What was the problem?

In the context of large-scale e-commerce, timely and accurate data processing is critical — from crawling third-party sources to analyzing trends and keeping listings up to date. The challenge was twofold: first, legacy batch-based processes could no longer meet performance demands; second, relevant data (like search volume, trends, and classifications) needed to be enriched and delivered across different internal services reliably and at scale.

Project execution

We developed a collection of high-performance backend services in Python, each focused on a specific task:

  • A crawler optimization layer to reduce runtime and resource usage during product data extraction
  • A search volume keyword service that retrieved, processed, and stored real-time demand signals across multiple categories
  • An automated indexing service to classify and tag new or updated products for the shop’s internal structure
  • Several microservices for enriching product data with internal and external information (e.g., supplier metadata, trend scores)

Initially designed as batch-processing jobs, all critical services were eventually refactored into a Kafka-based architecture, allowing for real-time data streaming, easier scaling, and better fault tolerance.

Technical details

All services were written in Python, with a strong focus on performance (e.g., asynchronous tasks, optimized data pipelines, multiprocessing where needed).
The original system relied on scheduled batch jobs using Celery and cron-like orchestration.
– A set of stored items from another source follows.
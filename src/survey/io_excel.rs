use calamine::{open_workbook, DataType, Reader, Xlsx};

use crate::survey::{io_common::*, *};

/// Reads the scenario dataset from a worksheet: the named one, or the first.
pub fn read_excel_dataset(path: &str, worksheet: Option<&str>) -> BAppResult<Vec<ScenarioRow>> {
    let mut workbook: Xlsx<_> = open_workbook(path).context(OpeningExcelSnafu { path })?;
    let wrange = match worksheet {
        Some(name) => workbook.worksheet_range(name),
        None => workbook.worksheet_range_at(0),
    }
    .context(EmptyExcelSnafu { path })?
    .context(OpeningExcelSnafu { path })?;

    let mut iter = wrange.rows();
    let header: Vec<String> = iter
        .next()
        .context(EmptyExcelSnafu { path })?
        .iter()
        .map(read_cell)
        .collect();
    debug!("read_excel_dataset: header: {:?}", header);
    check_header(path, &header)?;

    let mut res: Vec<ScenarioRow> = Vec::new();
    for (idx, row) in iter.enumerate() {
        let lineno = idx + 2;
        let fields: Vec<String> = row.iter().map(read_cell).collect();
        let fields = trim_trailing_empty(fields);
        if let Some(r) = build_row(path, lineno, &fields)? {
            res.push(r);
        }
    }
    Ok(res)
}

fn read_cell(cell: &DataType) -> String {
    match cell {
        DataType::String(s) => s.clone(),
        DataType::Int(i) => i.to_string(),
        DataType::Float(f) => format_number(*f),
        DataType::Bool(b) => b.to_string(),
        DataType::Empty => "".to_string(),
        _ => format!("{:?}", cell),
    }
}

#[cfg(test)]
mod tests {
    use super::*;

    #[test]
    fn cells_as_text() {
        assert_eq!(read_cell(&DataType::Float(3.0)), "3");
        assert_eq!(read_cell(&DataType::Float(2.5)), "2.5");
        assert_eq!(read_cell(&DataType::Int(7)), "7");
        assert_eq!(read_cell(&DataType::String("walking".to_string())), "walking");
        assert_eq!(read_cell(&DataType::Empty), "");
    }

    #[test]
    fn trailing_cells() {
        let f: Vec<String> = ["1", "walking", "3", "0", "0", "", ""]
            .iter()
            .map(|s| s.to_string())
            .collect();
        assert_eq!(trim_trailing_empty(f).len(), 5);
    }

    #[test]
    fn missing_workbook() {
        let err = read_excel_dataset("/nonexistent/design.xlsx", None).unwrap_err();
        assert!(matches!(*err, AppError::OpeningExcel { .. }));
    }
}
As demand grew, we transitioned to a Kafka-based microservice architecture:

  • Apache Kafka handled real-time messaging between services
  • Services were containerized with Docker for consistent deployment
  • Internal APIs were developed with FastAPI for speed and maintainability
  • Monitoring and logging were done using tools like Prometheus and Grafana to identify bottlenecks and improve throughput

The result was a highly modular, scalable backend landscape that enabled Otto to make faster decisions and deliver richer product data across the platform.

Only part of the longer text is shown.